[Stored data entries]
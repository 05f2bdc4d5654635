//! Support tiers and entitlements.

use crate::{db_error, record};
use skyslot_core::store::{BoxFuture, EntitlementStore};
use skyslot_core::{
    BookingId, Entitlement, EntitlementError, EntitlementId, Money, OperatorId, StoreError,
    SupportTier, TierId, UserId,
};
use sqlx::postgres::PgRow;
use sqlx::{PgPool, Row};
use uuid::Uuid;

const ENTITLEMENT_COLUMNS: &str =
    "id, user_id, operator_id, tier_id, tier_sort_order, booking_used, booking_id, granted_at";

/// `PostgreSQL` [`EntitlementStore`].
#[derive(Clone, Debug)]
pub struct PostgresEntitlementStore {
    pool: PgPool,
}

impl PostgresEntitlementStore {
    /// Create a store on an existing pool.
    #[must_use]
    pub const fn new(pool: PgPool) -> Self {
        Self { pool }
    }

    /// Stores a support tier.
    ///
    /// # Errors
    ///
    /// A backend failure or a constraint violation.
    pub async fn insert_tier(&self, tier: &SupportTier) -> Result<(), EntitlementError> {
        sqlx::query(
            "INSERT INTO support_tiers (id, operator_id, name, min_amount, max_amount, sort_order)
             VALUES ($1, $2, $3, $4, $5, $6)",
        )
        .bind(tier.id.as_uuid())
        .bind(tier.operator_id.as_uuid())
        .bind(&tier.name)
        .bind(tier.min_amount.minor())
        .bind(tier.max_amount.map(|m| m.minor()))
        .bind(tier.sort_order)
        .execute(&self.pool)
        .await
        .map_err(|e| db_error("insert tier", &e))?;
        Ok(())
    }

    async fn do_tiers(&self, operator_id: OperatorId) -> Result<Vec<SupportTier>, EntitlementError> {
        let rows = sqlx::query(
            "SELECT id, operator_id, name, min_amount, max_amount, sort_order
             FROM support_tiers WHERE operator_id = $1
             ORDER BY sort_order, id",
        )
        .bind(operator_id.as_uuid())
        .fetch_all(&self.pool)
        .await
        .map_err(|e| db_error("list tiers", &e))?;
        Ok(rows.iter().map(row_to_tier).collect::<Result<Vec<_>, _>>()?)
    }

    async fn do_insert(&self, entitlement: &Entitlement) -> Result<(), EntitlementError> {
        sqlx::query(
            "INSERT INTO entitlements
                 (id, user_id, operator_id, tier_id, tier_sort_order, booking_used, booking_id,
                  granted_at)
             VALUES ($1, $2, $3, $4, $5, $6, $7, $8)",
        )
        .bind(entitlement.id.as_uuid())
        .bind(entitlement.user_id.as_uuid())
        .bind(entitlement.operator_id.as_uuid())
        .bind(entitlement.tier_id.as_uuid())
        .bind(entitlement.tier_sort_order)
        .bind(entitlement.booking_used)
        .bind(entitlement.booking_id.map(|b| *b.as_uuid()))
        .bind(entitlement.granted_at)
        .execute(&self.pool)
        .await
        .map_err(|e| db_error("insert entitlement", &e))?;
        Ok(())
    }

    async fn do_current(
        &self,
        user_id: UserId,
        operator_id: OperatorId,
    ) -> Result<Option<Entitlement>, EntitlementError> {
        let row = sqlx::query(&format!(
            "SELECT {ENTITLEMENT_COLUMNS} FROM entitlements
             WHERE user_id = $1 AND operator_id = $2 AND NOT booking_used
             ORDER BY granted_at DESC, id DESC
             LIMIT 1"
        ))
        .bind(user_id.as_uuid())
        .bind(operator_id.as_uuid())
        .fetch_optional(&self.pool)
        .await
        .map_err(|e| db_error("load entitlement", &e))?;
        Ok(row.as_ref().map(row_to_entitlement).transpose()?)
    }

    async fn do_consume(
        &self,
        entitlement_id: EntitlementId,
        booking_id: BookingId,
    ) -> Result<Entitlement, EntitlementError> {
        let row = sqlx::query(&format!(
            "UPDATE entitlements
             SET booking_used = TRUE, booking_id = $2
             WHERE id = $1 AND NOT booking_used
             RETURNING {ENTITLEMENT_COLUMNS}"
        ))
        .bind(entitlement_id.as_uuid())
        .bind(booking_id.as_uuid())
        .fetch_optional(&self.pool)
        .await
        .map_err(|e| db_error("consume entitlement", &e))?;

        if let Some(row) = row {
            return Ok(row_to_entitlement(&row)?);
        }
        let (exists,): (bool,) =
            sqlx::query_as("SELECT EXISTS(SELECT 1 FROM entitlements WHERE id = $1)")
                .bind(entitlement_id.as_uuid())
                .fetch_one(&self.pool)
                .await
                .map_err(|e| db_error("check entitlement", &e))?;
        if exists {
            Err(EntitlementError::AlreadyConsumed(entitlement_id))
        } else {
            Err(EntitlementError::NotFound(entitlement_id))
        }
    }
}

impl EntitlementStore for PostgresEntitlementStore {
    fn tiers_for_operator(
        &self,
        operator_id: OperatorId,
    ) -> BoxFuture<'_, Result<Vec<SupportTier>, EntitlementError>> {
        Box::pin(async move {
            let result = self.do_tiers(operator_id).await;
            record("entitlements", "tiers_for_operator", &result);
            result
        })
    }

    fn insert(&self, entitlement: Entitlement) -> BoxFuture<'_, Result<(), EntitlementError>> {
        Box::pin(async move {
            let result = self.do_insert(&entitlement).await;
            record("entitlements", "insert", &result);
            result
        })
    }

    fn current_for_user(
        &self,
        user_id: UserId,
        operator_id: OperatorId,
    ) -> BoxFuture<'_, Result<Option<Entitlement>, EntitlementError>> {
        Box::pin(async move {
            let result = self.do_current(user_id, operator_id).await;
            record("entitlements", "current_for_user", &result);
            result
        })
    }

    fn consume(
        &self,
        entitlement_id: EntitlementId,
        booking_id: BookingId,
    ) -> BoxFuture<'_, Result<Entitlement, EntitlementError>> {
        Box::pin(async move {
            let result = self.do_consume(entitlement_id, booking_id).await;
            record("entitlements", "consume", &result);
            result
        })
    }
}

fn row_to_tier(row: &PgRow) -> Result<SupportTier, StoreError> {
    let corrupt = |e: sqlx::Error| db_error("decode tier", &e);
    let max_amount: Option<i64> = row.try_get("max_amount").map_err(corrupt)?;
    Ok(SupportTier {
        id: TierId::from_uuid(row.try_get("id").map_err(corrupt)?),
        operator_id: OperatorId::from_uuid(row.try_get("operator_id").map_err(corrupt)?),
        name: row.try_get("name").map_err(corrupt)?,
        min_amount: Money::from_minor(row.try_get("min_amount").map_err(corrupt)?),
        max_amount: max_amount.map(Money::from_minor),
        sort_order: row.try_get("sort_order").map_err(corrupt)?,
    })
}

fn row_to_entitlement(row: &PgRow) -> Result<Entitlement, StoreError> {
    let corrupt = |e: sqlx::Error| db_error("decode entitlement", &e);
    let booking_id: Option<Uuid> = row.try_get("booking_id").map_err(corrupt)?;
    Ok(Entitlement {
        id: EntitlementId::from_uuid(row.try_get("id").map_err(corrupt)?),
        user_id: UserId::from_uuid(row.try_get("user_id").map_err(corrupt)?),
        operator_id: OperatorId::from_uuid(row.try_get("operator_id").map_err(corrupt)?),
        tier_id: TierId::from_uuid(row.try_get("tier_id").map_err(corrupt)?),
        tier_sort_order: row.try_get("tier_sort_order").map_err(corrupt)?,
        booking_used: row.try_get("booking_used").map_err(corrupt)?,
        booking_id: booking_id.map(BookingId::from_uuid),
        granted_at: row.try_get("granted_at").map_err(corrupt)?,
    })
}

**WHAT THIS TASK INVOLVES:**
Write each line of the data down again exactly as it reads.

**ANSWER BELOW:**
repository 05f2bdc4d5654635
//! Support tiers and entitlements.

use crate::{db_error, record};
use skyslot_core::store::{BoxFuture, EntitlementStore};
use skyslot_core::{
    BookingId, Entitlement, EntitlementError, EntitlementId, Money, OperatorId, StoreError,
    SupportTier, TierId, UserId,
};
use sqlx::postgres::PgRow;
use sqlx::{PgPool, Row};
use uuid::Uuid;

const ENTITLEMENT_COLUMNS: &str =
    "id, user_id, operator_id, tier_id, tier_sort_order, booking_used, booking_id, granted_at";

/// `PostgreSQL` [`EntitlementStore`].
#[derive(Clone, Debug)]
pub struct PostgresEntitlementStore {
    pool: PgPool,
}

impl PostgresEntitlementStore {
    /// Create a store on an existing pool.
    #[must_use]
    pub const fn new(pool: PgPool) -> Self {
        Self { pool }
    }

    /// Stores a support tier.
    ///
    /// # Errors
    ///
    /// A backend failure or a constraint violation.
    pub async fn insert_tier(&self, tier: &SupportTier) -> Result<(), EntitlementError> {
        sqlx::query(
            "INSERT INTO support_tiers (id, operator_id, name, min_amount, max_amount, sort_order)
             VALUES ($1, $2, $3, $4, $5, $6)",
        )
        .bind(tier.id.as_uuid())
        .bind(tier.operator_id.as_uuid())
        .bind(&tier.name)
        .bind(tier.min_amount.minor())
        .bind(tier.max_amount.map(|m| m.minor()))
        .bind(tier.sort_order)
        .execute(&self.pool)
        .await
        .map_err(|e| db_error("insert tier", &e))?;
        Ok(())
    }

    async fn do_tiers(&self, operator_id: OperatorId) -> Result<Vec<SupportTier>, EntitlementError> {
        let rows = sqlx::query(
            "SELECT id, operator_id, name, min_amount, max_amount, sort_order
             FROM support_tiers WHERE operator_id = $1
             ORDER BY sort_order, id",
        )
        .bind(operator_id.as_uuid())
        .fetch_all(&self.pool)
        .await
        .map_err(|e| db_error("list tiers", &e))?;
        Ok(rows.iter().map(row_to_tier).collect::<Result<Vec<_>, _>>()?)
    }

    async fn do_insert(&self, entitlement: &Entitlement) -> Result<(), EntitlementError> {
        sqlx::query(
            "INSERT INTO entitlements
                 (id, user_id, operator_id, tier_id, tier_sort_order, booking_used, booking_id,
                  granted_at)
             VALUES ($1, $2, $3, $4, $5, $6, $7, $8)",
        )
        .bind(entitlement.id.as_uuid())
        .bind(entitlement.user_id.as_uuid())
        .bind(entitlement.operator_id.as_uuid())
        .bind(entitlement.tier_id.as_uuid())
        .bind(entitlement.tier_sort_order)
        .bind(entitlement.booking_used)
        .bind(entitlement.booking_id.map(|b| *b.as_uuid()))
        .bind(entitlement.granted_at)
        .execute(&self.pool)
        .await
        .map_err(|e| db_error("insert entitlement", &e))?;
        Ok(())
    }

    async fn do_current(
        &self,
        user_id: UserId,
        operator_id: OperatorId,
    ) -> Result<Option<Entitlement>, EntitlementError> {
        let row = sqlx::query(&format!(
            "SELECT {ENTITLEMENT_COLUMNS} FROM entitlements
             WHERE user_id = $1 AND operator_id = $2 AND NOT booking_used
             ORDER BY granted_at DESC, id DESC
             LIMIT 1"
        ))
        .bind(user_id.as_uuid())
        .bind(operator_id.as_uuid())
        .fetch_optional(&self.pool)
        .await
        .map_err(|e| db_error("load entitlement", &e))?;
        Ok(row.as_ref().map(row_to_entitlement).transpose()?)
    }

    async fn do_consume(
        &self,
        entitlement_id: EntitlementId,
        booking_id: BookingId,
    ) -> Result<Entitlement, EntitlementError> {
        let row = sqlx::query(&format!(
            "UPDATE entitlements
             SET booking_used = TRUE, booking_id = $2
             WHERE id = $1 AND NOT booking_used
             RETURNING {ENTITLEMENT_COLUMNS}"
        ))
        .bind(entitlement_id.as_uuid())
        .bind(booking_id.as_uuid())
        .fetch_optional(&self.pool)
        .await
        .map_err(|e| db_error("consume entitlement", &e))?;

        if let Some(row) = row {
            return Ok(row_to_entitlement(&row)?);
        }
        let (exists,): (bool,) =
            sqlx::query_as("SELECT EXISTS(SELECT 1 FROM entitlements WHERE id = $1)")
                .bind(entitlement_id.as_uuid())
                .fetch_one(&self.pool)
                .await
                .map_err(|e| db_error("check entitlement", &e))?;
        if exists {
            Err(EntitlementError::AlreadyConsumed(entitlement_id))
        } else {
            Err(EntitlementError::NotFound(entitlement_id))
        }
    }
}

impl EntitlementStore for PostgresEntitlementStore {
    fn tiers_for_operator(
        &self,
        operator_id: OperatorId,
    ) -> BoxFuture<'_, Result<Vec<SupportTier>, EntitlementError>> {
        Box::pin(async move {
            let result = self.do_tiers(operator_id).await;
            record("entitlements", "tiers_for_operator", &result);
            result
        })
    }

    fn insert(&self, entitlement: Entitlement) -> BoxFuture<'_, Result<(), EntitlementError>> {
        Box::pin(async move {
            let result = self.do_insert(&entitlement).await;
            record("entitlements", "insert", &result);
            result
        })
    }

    fn current_for_user(
        &self,
        user_id: UserId,
        operator_id: OperatorId,
    ) -> BoxFuture<'_, Result<Option<Entitlement>, EntitlementError>> {
        Box::pin(async move {
            let result = self.do_current(user_id, operator_id).await;
            record("entitlements", "current_for_user", &result);
            result
        })
    }

    fn consume(
        &self,
        entitlement_id: EntitlementId,
        booking_id: BookingId,
    ) -> BoxFuture<'_, Result<Entitlement, EntitlementError>> {
        Box::pin(async move {
            let result = self.do_consume(entitlement_id, booking_id).await;
            record("entitlements", "consume", &result);
            result
        })
    }
}

fn row_to_tier(row: &PgRow) -> Result<SupportTier, StoreError> {
    let corrupt = |e: sqlx::Error| db_error("decode tier", &e);
    let max_amount: Option<i64> = row.try_get("max_amount").map_err(corrupt)?;
    Ok(SupportTier {
        id: TierId::from_uuid(row.try_get("id").map_err(corrupt)?),
        operator_id: OperatorId::from_uuid(row.try_get("operator_id").map_err(corrupt)?),
        name: row.try_get("name").map_err(corrupt)?,
        min_amount: Money::from_minor(row.try_get("min_amount").map_err(corrupt)?),
        max_amount: max_amount.map(Money::from_minor),
        sort_order: row.try_get("sort_order").map_err(corrupt)?,
    })
}

fn row_to_entitlement(row: &PgRow) -> Result<Entitlement, StoreError> {
    let corrupt = |e: sqlx::Error| db_error("decode entitlement", &e);
    let booking_id: Option<Uuid> = row.try_get("booking_id").map_err(corrupt)?;
    Ok(Entitlement {
        id: EntitlementId::from_uuid(row.try_get("id").map_err(corrupt)?),
        user_id: UserId::from_uuid(row.try_get("user_id").map_err(corrupt)?),
        operator_id: OperatorId::from_uuid(row.try_get("operator_id").map_err(corrupt)?),
        tier_id: TierId::from_uuid(row.try_get("tier_id").map_err(corrupt)?),
        tier_sort_order: row.try_get("tier_sort_order").map_err(corrupt)?,
        booking_used: row.try_get("booking_used").map_err(corrupt)?,
        booking_id: booking_id.map(BookingId::from_uuid),
        granted_at: row.try_get("granted_at").map_err(corrupt)?,
    })
}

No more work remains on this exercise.